Read the records below. Copy each line where the string "CrudConfig" occurs.

#### Excerpted records:
═══

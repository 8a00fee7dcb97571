use async_graphql::{InputObject, SimpleObject, ID};
use async_trait::async_trait;
use chrono::{DateTime, Utc};
use serde::{Deserialize, Serialize};
use serde_json::{json, Map, Value};
use uuid::Uuid;

use super::{
    error::EntityError,
    role::{prepare_name, prepare_slug},
    user::ids,
    Entities, Entity, Model,
};

/// A named set of roles assigned to users as a unit.
#[derive(Debug, Clone, Serialize, Deserialize, SimpleObject)]
#[serde(rename_all = "camelCase")]
#[graphql(complex)]
pub struct Group {
    #[graphql(skip)]
    pub id: String,
    pub name: String,
    pub slug: String,
    #[serde(default)]
    pub description: Option<String>,
    #[graphql(skip)]
    #[serde(default)]
    pub roles: Vec<String>,
    pub created_on: DateTime<Utc>,
    pub saved_on: DateTime<Utc>,
}

#[derive(Debug, Clone, Default, InputObject)]
pub struct GroupInput {
    pub name: Option<String>,
    pub slug: Option<String>,
    pub description: Option<String>,
    pub roles: Option<Vec<ID>>,
}

#[async_trait]
impl Model for Group {
    type Input = GroupInput;

    const COLLECTION: &'static str = "groups";
    const NAME: &'static str = "Group";
    const SCOPE: &'static str = "security:group:crud";
    const UNIQUE: &'static [&'static str] = &["slug"];

    async fn prepare(
        entities: &Entities,
        id: Uuid,
        input: GroupInput,
        existing: Option<&Self>,
    ) -> Result<Map<String, Value>, EntityError> {
        let creating = existing.is_none();
        let mut document = Map::new();

        let name = prepare_name(&mut document, input.name, creating)?;
        if let Some(slug) = prepare_slug(input.slug, name.as_deref(), creating)? {
            entities.groups().ensure_unique(id, "slug", &slug).await?;
            document.insert("slug".to_string(), Value::String(slug));
        }
        if let Some(description) = input.description {
            document.insert("description".to_string(), json!(description.trim()));
        }
        match input.roles {
            Some(roles) => {
                let roles = entities.roles().ensure_exist("roles", &ids(roles)).await?;
                document.insert("roles".to_string(), json!(roles));
            }
            None if creating => {
                document.insert("roles".to_string(), json!([]));
            }
            None => {}
        }
        Ok(document)
    }
}

impl Entity<Group> {
    /// # Errors
    /// Returns an error if the store fails.
    pub async fn find_by_slug(&self, slug: &str) -> Result<Option<Group>, EntityError> {
        let mut filter = Map::new();
        filter.insert("slug".to_string(), Value::String(slug.to_string()));
        self.find_one(filter, Vec::new()).await
    }
}
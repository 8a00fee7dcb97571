use std::collections::BTreeMap;
use thiserror::Error;

/// Failures raised by a [`super::Store`] backend.
#[derive(Debug, Error)]
pub enum StoreError {
    #[error("database error: {0}")]
    Database(#[from] sqlx::Error),
    #[error("malformed document: {0}")]
    Document(#[from] serde_json::Error),
    /// Another record already holds the value of a unique field.
    #[error("duplicate value for unique field \"{0}\"")]
    Duplicate(&'static str),
}

/// Failures raised by entity accessors. Each variant maps to a stable
/// envelope error code.
#[derive(Debug, Error)]
pub enum EntityError {
    #[error("{0} not found.")]
    NotFound(&'static str),
    #[error("{message}")]
    InvalidAttributes {
        message: String,
        fields: BTreeMap<String, String>,
    },
    #[error("{0}")]
    Conflict(String),
    #[error("Invalid credentials.")]
    InvalidCredentials,
    #[error("User is disabled.")]
    UserDisabled,
    #[error("Invalid token.")]
    InvalidToken,
    #[error("Authentication required.")]
    Unauthorized,
    #[error("Not authorized, missing scope \"{0}\".")]
    Forbidden(&'static str),
    #[error(transparent)]
    Store(#[from] StoreError),
    #[error("{0}")]
    Internal(String),
}

impl EntityError {
    /// Build an `INVALID_ATTRIBUTES` error for a single field.
    pub fn invalid(field: &str, message: impl Into<String>) -> Self {
        let message = message.into();
        let mut fields = BTreeMap::new();
        fields.insert(field.to_string(), message.clone());
        Self::InvalidAttributes { message, fields }
    }

    #[must_use]
    pub const fn code(&self) -> &'static str {
        match self {
            Self::NotFound(_) => "NOT_FOUND",
            Self::InvalidAttributes { .. } => "INVALID_ATTRIBUTES",
            Self::Conflict(_) => "CONFLICT",
            Self::InvalidCredentials => "INVALID_CREDENTIALS",
            Self::UserDisabled => "USER_DISABLED",
            Self::InvalidToken => "INVALID_TOKEN",
            Self::Unauthorized => "UNAUTHORIZED",
            Self::Forbidden(_) => "FORBIDDEN",
            Self::Store(_) | Self::Internal(_) => "INTERNAL",
        }
    }

    /// `true` for failures whose details must stay server-side.
    #[must_use]
    pub const fn is_internal(&self) -> bool {
        matches!(self, Self::Store(_) | Self::Internal(_))
    }
}

impl From<serde_json::Error> for EntityError {
    fn from(err: serde_json::Error) -> Self {
        Self::Store(StoreError::Document(err))
    }
}
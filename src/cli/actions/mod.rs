pub mod server;

mod run;

#[derive(Debug)]
pub enum Action {
    Server(server::Args),
}

impl Action {
    /// Execute the action.
    /// # Errors
    /// Returns an error if the action fails.
    pub async fn execute(self) -> anyhow::Result<()> {
        run::execute(self).await
    }
}
//! API tokens: named, non-expiring credentials carrying roles and groups.

use async_graphql::{InputObject, SimpleObject, ID};
use async_trait::async_trait;
use chrono::{DateTime, Utc};
use serde::{Deserialize, Serialize};
use serde_json::{json, Map, Value};
use uuid::Uuid;

use super::{error::EntityError, role::prepare_name, user::ids, Entities, Model};

#[derive(Debug, Clone, Serialize, Deserialize, SimpleObject)]
#[serde(rename_all = "camelCase")]
#[graphql(complex)]
pub struct ApiToken {
    #[graphql(skip)]
    pub id: String,
    pub name: String,
    #[serde(default)]
    pub description: Option<String>,
    /// Minted on create, never changed by updates.
    pub token: String,
    #[graphql(skip)]
    #[serde(default)]
    pub roles: Vec<String>,
    #[graphql(skip)]
    #[serde(default)]
    pub groups: Vec<String>,
    pub created_on: DateTime<Utc>,
    pub saved_on: DateTime<Utc>,
}

#[derive(Debug, Clone, Default, InputObject)]
pub struct ApiTokenInput {
    pub name: Option<String>,
    pub description: Option<String>,
    pub roles: Option<Vec<ID>>,
    pub groups: Option<Vec<ID>>,
}

#[async_trait]
impl Model for ApiToken {
    type Input = ApiTokenInput;

    const COLLECTION: &'static str = "api_tokens";
    const NAME: &'static str = "ApiToken";
    const SCOPE: &'static str = "security:api-token:crud";

    async fn prepare(
        entities: &Entities,
        id: Uuid,
        input: ApiTokenInput,
        existing: Option<&Self>,
    ) -> Result<Map<String, Value>, EntityError> {
        let creating = existing.is_none();
        let mut document = Map::new();

        prepare_name(&mut document, input.name, creating)?;
        if let Some(description) = input.description {
            document.insert("description".to_string(), json!(description.trim()));
        }
        match input.roles {
            Some(roles) => {
                let roles = entities.roles().ensure_exist("roles", &ids(roles)).await?;
                document.insert("roles".to_string(), json!(roles));
            }
            None if creating => {
                document.insert("roles".to_string(), json!([]));
            }
            None => {}
        }
        match input.groups {
            Some(groups) => {
                let groups = entities.groups().ensure_exist("groups", &ids(groups)).await?;
                document.insert("groups".to_string(), json!(groups));
            }
            None if creating => {
                document.insert("groups".to_string(), json!([]));
            }
            None => {}
        }
        if creating {
            let token = entities.tokens().issue_api_token(&id.to_string())?;
            document.insert("token".to_string(), Value::String(token));
        }
        Ok(document)
    }
}
//! API tokens admin view: list on the left, form on the right.

use serde_json::{json, Map, Value};

use super::{
    client::Transport,
    crud::{
        get_path, Crud, CrudConfig, FormConfig, FormGet, FormSave, ListConfig, ListDelete,
        ListGet, Operation,
    },
};

pub const LOAD_API_TOKENS: Operation = Operation {
    name: "loadApiTokens",
    document: concat!(
        "query loadApiTokens($where: JSON, $sort: JSON, $page: Int, $perPage: Int, $search: SearchInput) {\n",
        "  security {\n",
        "    tokens: listApiTokens(where: $where, sort: $sort, page: $page, perPage: $perPage, search: $search) {\n",
        "      data { id name description createdOn savedOn }\n",
        "      meta { totalCount from to nextPage previousPage }\n",
        "      error { code message data }\n",
        "    }\n",
        "  }\n",
        "}"
    ),
};

pub const LOAD_API_TOKEN: Operation = Operation {
    name: "loadApiToken",
    document: concat!(
        "query loadApiToken($id: ID!) {\n",
        "  security {\n",
        "    token: getApiToken(id: $id) {\n",
        "      data { id name description token roles { id name } groups { id name } createdOn savedOn }\n",
        "      error { code message data }\n",
        "    }\n",
        "  }\n",
        "}"
    ),
};

pub const CREATE_API_TOKEN: Operation = Operation {
    name: "createApiToken",
    document: concat!(
        "mutation createApiToken($data: ApiTokenInput!) {\n",
        "  security {\n",
        "    token: createApiToken(data: $data) {\n",
        "      data { id name description token roles { id name } groups { id name } createdOn savedOn }\n",
        "      error { code message data }\n",
        "    }\n",
        "  }\n",
        "}"
    ),
};

pub const UPDATE_API_TOKEN: Operation = Operation {
    name: "updateApiToken",
    document: concat!(
        "mutation updateApiToken($id: ID!, $data: ApiTokenInput!) {\n",
        "  security {\n",
        "    token: updateApiToken(id: $id, data: $data) {\n",
        "      data { id name description token roles { id name } groups { id name } createdOn savedOn }\n",
        "      error { code message data }\n",
        "    }\n",
        "  }\n",
        "}"
    ),
};

pub const DELETE_API_TOKEN: Operation = Operation {
    name: "deleteApiToken",
    document: concat!(
        "mutation deleteApiToken($id: ID!) {\n",
        "  security {\n",
        "    deleteApiToken(id: $id) {\n",
        "      data\n",
        "      error { code message data }\n",
        "    }\n",
        "  }\n",
        "}"
    ),
};

pub fn tokens_response(data: &Value) -> Option<&Value> {
    get_path(data, "security.tokens")
}

pub fn token_response(data: &Value) -> Option<&Value> {
    get_path(data, "security.token")
}

pub fn delete_response(data: &Value) -> Option<&Value> {
    get_path(data, "security.deleteApiToken")
}

fn name_of(data: &Value) -> &str {
    data.get("name").and_then(Value::as_str).unwrap_or_default()
}

pub fn deleted_snackbar(data: &Value) -> String {
    format!("ApiToken {} deleted.", name_of(data))
}

pub fn saved_snackbar(data: &Value) -> String {
    format!("ApiToken {} saved successfully.", name_of(data))
}

fn ids(form: &Value, key: &str) -> Vec<Value> {
    form.get(key)
        .and_then(Value::as_array)
        .map(|items| {
            items
                .iter()
                .filter_map(|item| item.get("id").cloned())
                .collect()
        })
        .unwrap_or_default()
}

/// Keep only `name` and `description`, and reduce `roles`/`groups` objects to their ids.
pub fn save_variables(form: &Value) -> Value {
    let mut data = Map::new();
    for key in ["name", "description"] {
        if let Some(value) = form.get(key) {
            data.insert(key.to_string(), value.clone());
        }
    }
    data.insert("roles".to_string(), Value::Array(ids(form, "roles")));
    data.insert("groups".to_string(), Value::Array(ids(form, "groups")));
    json!({ "data": data })
}

#[must_use]
pub fn crud_config() -> CrudConfig {
    let mut list_variables = Map::new();
    list_variables.insert("sort".to_string(), json!({ "savedOn": -1 }));

    CrudConfig {
        list: ListConfig {
            get: ListGet {
                query: LOAD_API_TOKENS,
                variables: list_variables,
                response: tokens_response,
            },
            delete: ListDelete {
                name: "deleteApiToken",
                mutation: DELETE_API_TOKEN,
                response: delete_response,
                snackbar: deleted_snackbar,
            },
        },
        form: FormConfig {
            get: FormGet {
                query: LOAD_API_TOKEN,
                response: token_response,
            },
            save: FormSave {
                create: CREATE_API_TOKEN,
                update: UPDATE_API_TOKEN,
                response: token_response,
                variables: save_variables,
                snackbar: saved_snackbar,
            },
        },
    }
}

/// The API tokens view bound to `transport`.
pub fn api_tokens<T: Transport>(transport: T) -> Crud<T> {
    Crud::new(crud_config(), transport)
}
use crate::{
    cli::actions::{server::Args, Action},
    entities::install::AdminAccount,
};
use anyhow::{Context, Result};
use secrecy::SecretString;

/// # Errors
/// Returns an error if required arguments are missing.
pub fn handler(matches: &clap::ArgMatches) -> Result<Action> {
    let port = matches.get_one::<u16>("port").copied().unwrap_or(8080);
    let dsn = matches
        .get_one::<String>("dsn")
        .cloned()
        .context("missing required argument: --dsn")?;
    let jwt_secret = matches
        .get_one::<String>("jwt-secret")
        .cloned()
        .map(SecretString::from)
        .context("missing required argument: --jwt-secret")?;
    let session_ttl = matches
        .get_one::<i64>("session-ttl")
        .copied()
        .unwrap_or(86_400);

    let install = match (
        matches.get_one::<String>("install-email"),
        matches.get_one::<String>("install-password"),
    ) {
        (Some(email), Some(password)) => Some(AdminAccount {
            email: email.clone(),
            password: SecretString::from(password.clone()),
        }),
        _ => None,
    };

    Ok(Action::Server(Args {
        port,
        dsn,
        jwt_secret,
        session_ttl,
        install,
    }))
}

═══

#### Solved exercise:
        get_path, Crud, CrudConfig, FormConfig, FormGet, FormSave, ListConfig, ListDelete,
pub fn crud_config() -> CrudConfig {
    CrudConfig {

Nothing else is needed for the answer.